Friedrichs v. California Teachers Association was a closely watched case that was specially crafted to debilitate public-sector unions by sabotaging their funding structure. The challenge was instigated by the Center for Individual Rights, an organization financed by the Koch brothers and other anti-union groups. The center, working with the law firm it engaged, cold-called California teachers until they found 10 teachers willing to front the challenge as plaintiffs. The lawsuit argued that the union’s collection of fair-share fees violated non-members’ First Amendment free-speech rights.
The center pushed the Friedrichs case through the lower courts, asking for the court at each step to apply the existing case law and rule against it, to speed its way to the high court. The center was spurred by Justice Samuel Alito’s signal in other decisions that the Supreme Court was ready to review the 1977 precedent that upheld the right of public-sector unions to collect fair-share fees. It usually takes a case seven years to reach the U.S. Supreme Court, but Friedrichs got there in a year and a half with essentially no case record.
When the case was heard, Justice Antonin Scalia equated public-sector collective bargaining — including pay and benefits — with political speech, prompting some court-watchers to speculate that the high court appeared poised to rule 5-4 against the unions.

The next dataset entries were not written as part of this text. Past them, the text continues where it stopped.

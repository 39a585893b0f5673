//! Compiles user-written boolean filter expressions, e.g.
//! `'age' > 25 AND 'name' LIKE "A%"`, into parameterized SQL WHERE
//! fragments plus the ordered list of typed values to bind.
//!
//! ```rust
//! use dbcond::builder::ConditionBuilder;
//! use dbcond::grammar::default_grammar;
//! use dbcond::value::{Field, FieldDef, FieldType};
//!
//! let age = FieldDef::new("age", "\"age_col\"", FieldType::Integer);
//! let fields: Vec<&dyn Field> = vec![&age];
//!
//! let builder = ConditionBuilder::new(default_grammar());
//! let cond = builder.build_condition("'age' > 25", &fields).unwrap();
//! assert_eq!(cond.sql, " \"age_col\" > ?");
//! assert_eq!(cond.values.len(), 1);
//! ```

pub mod builder;
pub mod grammar;
pub mod lex;
pub mod resolver;
pub mod token;
pub mod value;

But with Scalia’s death in February, the conservative majority dissolved. In issuing a 4-4 ruling, the court simply stated that the 1977 precedent “is affirmed by an equally divided court.”

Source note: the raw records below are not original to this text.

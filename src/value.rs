//! Typed values bound into the prepared statement, the [Field] contract
//! they are converted through, and the binder that resolves a literal
//! token against the field in context.

use chrono::{NaiveDate, NaiveDateTime};

use crate::grammar::Grammar;

/// The payload of a bound value.
#[derive(Debug, Clone, PartialEq)]
pub enum Scalar {
    Int(i32),
    Long(i64),
    Double(f64),
    Text(String),
    Bool(bool),
    Date(NaiveDate),
    DateTime(NaiveDateTime),
}

/// A converted literal, tagged with the column it binds against. The
/// ordered sequence of these produced by a parse is the positional
/// parameter list for the prepared statement; `data: None` is SQL NULL.
#[derive(Debug, Clone, PartialEq)]
pub struct Value {
    pub column: String,
    pub data: Option<Scalar>,
}

/// A literal that could not be converted to the field's declared type.
#[derive(Debug, Clone, PartialEq, Eq)]
pub struct ConvertError {
    pub field: String,
    pub literal: String,
}

impl std::fmt::Display for ConvertError {
    fn fmt(&self, f: &mut std::fmt::Formatter<'_>) -> std::fmt::Result {
        write!(
            f,
            "Incorrect value for field {}: {}",
            self.field, self.literal
        )
    }
}

impl std::error::Error for ConvertError {}

/// The form-field contract the compiler works against. Implementations
/// are owned by the surrounding application; [FieldDef] is the stock one.
pub trait Field {
    /// Stable identifier, matched against `'...'` references.
    fn id(&self) -> &str;

    /// The SQL column expression this field resolves to.
    fn mapping(&self) -> &str;

    /// Converts literal text to a typed value; `None` means SQL NULL.
    fn from_string(&self, text: Option<&str>) -> Result<Value, ConvertError>;
}

#[derive(Debug, Clone, Copy, PartialEq, Eq)]
pub enum FieldType {
    Integer,
    Long,
    Double,
    Text,
    Boolean,
    Date,
    DateTime,
}

/// A plain column-backed field definition.
#[derive(Debug, Clone, PartialEq, Eq)]
pub struct FieldDef {
    id: String,
    column: String,
    ty: FieldType,
}

impl FieldDef {
    pub fn new(id: &str, column: &str, ty: FieldType) -> Self {
        Self {
            id: id.to_string(),
            column: column.to_string(),
            ty,
        }
    }

    pub fn field_type(&self) -> FieldType {
        self.ty
    }

    fn incorrect(&self, text: &str) -> ConvertError {
        ConvertError {
            field: self.id.clone(),
            literal: text.to_string(),
        }
    }
}

impl Field for FieldDef {
    fn id(&self) -> &str {
        &self.id
    }

    fn mapping(&self) -> &str {
        &self.column
    }

    fn from_string(&self, text: Option<&str>) -> Result<Value, ConvertError> {
        let Some(text) = text else {
            return Ok(Value {
                column: self.column.clone(),
                data: None,
            });
        };
        let data = match self.ty {
            FieldType::Integer => text
                .parse::<i32>()
                .map(Scalar::Int)
                .map_err(|_| self.incorrect(text))?,
            FieldType::Long => text
                .parse::<i64>()
                .map(Scalar::Long)
                .map_err(|_| self.incorrect(text))?,
            FieldType::Double => text
                .parse::<f64>()
                .map(Scalar::Double)
                .map_err(|_| self.incorrect(text))?,
            FieldType::Text => Scalar::Text(text.to_string()),
            FieldType::Boolean => match text.to_ascii_lowercase().as_str() {
                "true" | "t" | "1" => Scalar::Bool(true),
                "false" | "f" | "0" => Scalar::Bool(false),
                _ => return Err(self.incorrect(text)),
            },
            FieldType::Date => NaiveDate::parse_from_str(text, "%Y-%m-%d")
                .map(Scalar::Date)
                .map_err(|_| self.incorrect(text))?,
            FieldType::DateTime => NaiveDateTime::parse_from_str(text, "%Y-%m-%d %H:%M:%S")
                .map(Scalar::DateTime)
                .map_err(|_| self.incorrect(text))?,
        };
        Ok(Value {
            column: self.column.clone(),
            data: Some(data),
        })
    }
}

#[derive(Debug, Clone, PartialEq, Eq)]
pub enum BindError {
    /// A literal appeared before any field reference, so there is no type
    /// to convert it against.
    NoFieldContext { literal: String },
    Convert(ConvertError),
}

impl std::fmt::Display for BindError {
    fn fmt(&self, f: &mut std::fmt::Formatter<'_>) -> std::fmt::Result {
        match self {
            Self::NoFieldContext { literal } => {
                write!(f, "No field to type literal against: {literal}")
            }
            Self::Convert(e) => write!(f, "{e}"),
        }
    }
}

impl std::error::Error for BindError {}

impl From<ConvertError> for BindError {
    fn from(value: ConvertError) -> Self {
        Self::Convert(value)
    }
}

/// Resolves a literal token to a bound [Value].
///
/// The `$NULL$` constant becomes a null value typed to the field in
/// context; everything else goes through that field's `from_string`
/// conversion. Without a field in context the literal cannot be typed.
pub fn bind(
    grammar: &Grammar,
    literal: &str,
    last_field: Option<&dyn Field>,
) -> Result<Value, BindError> {
    if grammar.constant(literal).is_some_and(|c| c.is_null())
        && let Some(field) = last_field
    {
        return Ok(field.from_string(None)?);
    }
    let field = last_field.ok_or_else(|| BindError::NoFieldContext {
        literal: literal.to_string(),
    })?;
    Ok(field.from_string(Some(literal))?)
}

The arena of battle now shifts to the decision over who succeeds Scalia on the Supreme Court. The Republicans have refused to hold hearings on Merrick Garland, President Obama’s nominee.
“If the Republicans continue to stonewall, the next president will make the appointment,” said Mulgrew in an email message to members. “That’s why we must do everything in our power to ensure a Democrat wins the White House in November.”